◆ Activity
Line count for "DateTime": give the number of lines in the records below that hold it, and nothing else.

━━━━━ Entries supplied

//! Ingestion loop — the daemon's only worker.
//!
//! One cooperative loop, no pool. Each cycle:
//!
//!   1. ask the scheduler which endpoints are due (this charges their
//!      intervals and persists `poll_state.json` before any cache write);
//!   2. walk the symbols serially, with an inter-symbol delay;
//!   3. for each due endpoint: reserve budget, fetch through the retry
//!      executor, normalize, merge into the cache.
//!
//! Cadence is keyed by endpoint name only. Once an endpoint is due, every
//! symbol is polled for it in the same cycle; (symbol, endpoint) pairs do
//! not have independent clocks.
//!
//! A failure in one (symbol, endpoint) unit is logged and the cycle moves
//! on. A provider 429 that survives every retry parks the work in the
//! deferred queue and puts the loop into a cooldown; a local daily-cap
//! denial parks the loop until the provider's daily reset. While parked
//! the cache file is left as is, so consumers keep reading the last good
//! values.

use anyhow::Result;
use chrono::{DateTime, NaiveTime, Utc};
use serde_json::json;
use std::collections::BTreeMap;
use std::sync::Arc;
use std::time::Duration;
use tracing::{debug, error, info, warn};

use crate::budget::{BudgetDecision, BudgetTracker, DenyReason};
use crate::cache::FlowCache;
use crate::clock::Clock;
use crate::config::{Config, EndpointPolicy};
use crate::error::{ErrorClass, FetchError};
use crate::fetcher::{FetchRequest, Fetcher};
use crate::normalize;
use crate::queue::{DeferredWorkQueue, OperationDescriptor, QueueItem};
use crate::retry::{RetryExecutor, RetryPolicy, Sleeper};
use crate::scheduler::{IntervalScheduler, TradingCalendar};
use crate::shutdown::ShutdownToken;

// ── Types ───────────────────────────────────────────────────────────

#[derive(Debug, Clone)]
pub struct LoopTiming {
    pub inter_symbol_delay: Duration,
    pub cycle_interval: Duration,
    pub rate_limit_cooldown: Duration,
    pub rate_limited_check: Duration,
    pub daily_reset_offset: Duration,
}

impl LoopTiming {
    pub fn from_config(config: &Config) -> Self {
        Self {
            inter_symbol_delay: config.inter_symbol_delay,
            cycle_interval: config.cycle_interval,
            rate_limit_cooldown: config.rate_limit_cooldown,
            rate_limited_check: config.rate_limited_check,
            daily_reset_offset: config.daily_reset_offset,
        }
    }
}

#[derive(Debug, Clone, Copy, PartialEq, Eq)]
pub enum ParkReason {
    /// Provider kept answering 429.
    ProviderThrottled,
    /// Local daily budget spent.
    DailyCap,
}

impl ParkReason {
    fn as_str(&self) -> &'static str {
        match self {
            ParkReason::ProviderThrottled => "provider_throttled",
            ParkReason::DailyCap => "daily_cap",
        }
    }
}

#[derive(Debug, Clone, Copy, PartialEq, Eq)]
pub enum LoopMode {
    Normal,
    RateLimited { until: DateTime<Utc>, reason: ParkReason },
}

/// Result of one (symbol, endpoint) unit.
#[derive(Debug, Clone, PartialEq, Eq)]
pub enum UnitOutcome {
    /// Fetched and merged; `preserved` when the merge kept a fresh cached
    /// value over an empty answer.
    Stored { preserved: bool },
    /// Non-retryable failure, recorded as an explicit empty value.
    RecordedEmpty,
    /// Transient failure (or a failed write); cache untouched.
    Failed,
    Blocked(DenyReason),
    Deferred,
}

#[derive(Debug, Clone, Default, PartialEq, Eq)]
pub struct CycleReport {
    pub due_endpoints: Vec<String>,
    pub polled: u32,
    pub succeeded: u32,
    pub failed: u32,
    pub blocked: u32,
    pub deferred: u32,
    pub stopped_early: bool,
}

impl CycleReport {
    fn record(&mut self, outcome: &UnitOutcome) {
        match outcome {
            UnitOutcome::Blocked(_) => self.blocked += 1,
            UnitOutcome::Stored { .. } => {
                self.polled += 1;
                self.succeeded += 1;
            }
            UnitOutcome::RecordedEmpty | UnitOutcome::Failed => {
                self.polled += 1;
                self.failed += 1;
            }
            UnitOutcome::Deferred => {
                self.polled += 1;
                self.deferred += 1;
            }
        }
    }
}

#[derive(Debug, Clone, Default, PartialEq, Eq)]
pub struct DrainReport {
    pub attempted: u32,
    pub succeeded: u32,
    pub failed: u32,
    pub dropped: u32,
}

// ── Loop ────────────────────────────────────────────────────────────

pub struct IngestionLoop {
    symbols: Vec<String>,
    policies: Vec<EndpointPolicy>,
    scheduler: IntervalScheduler,
    budget: BudgetTracker,
    retry: RetryExecutor,
    fetcher: Arc<dyn Fetcher>,
    queue: DeferredWorkQueue,
    cache: FlowCache,
    shutdown: ShutdownToken,
    clock: Arc<dyn Clock>,
    timing: LoopTiming,
    mode: LoopMode,
    first_cycle: bool,
}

━━━━━━━━━━

◆ Solution for this task
2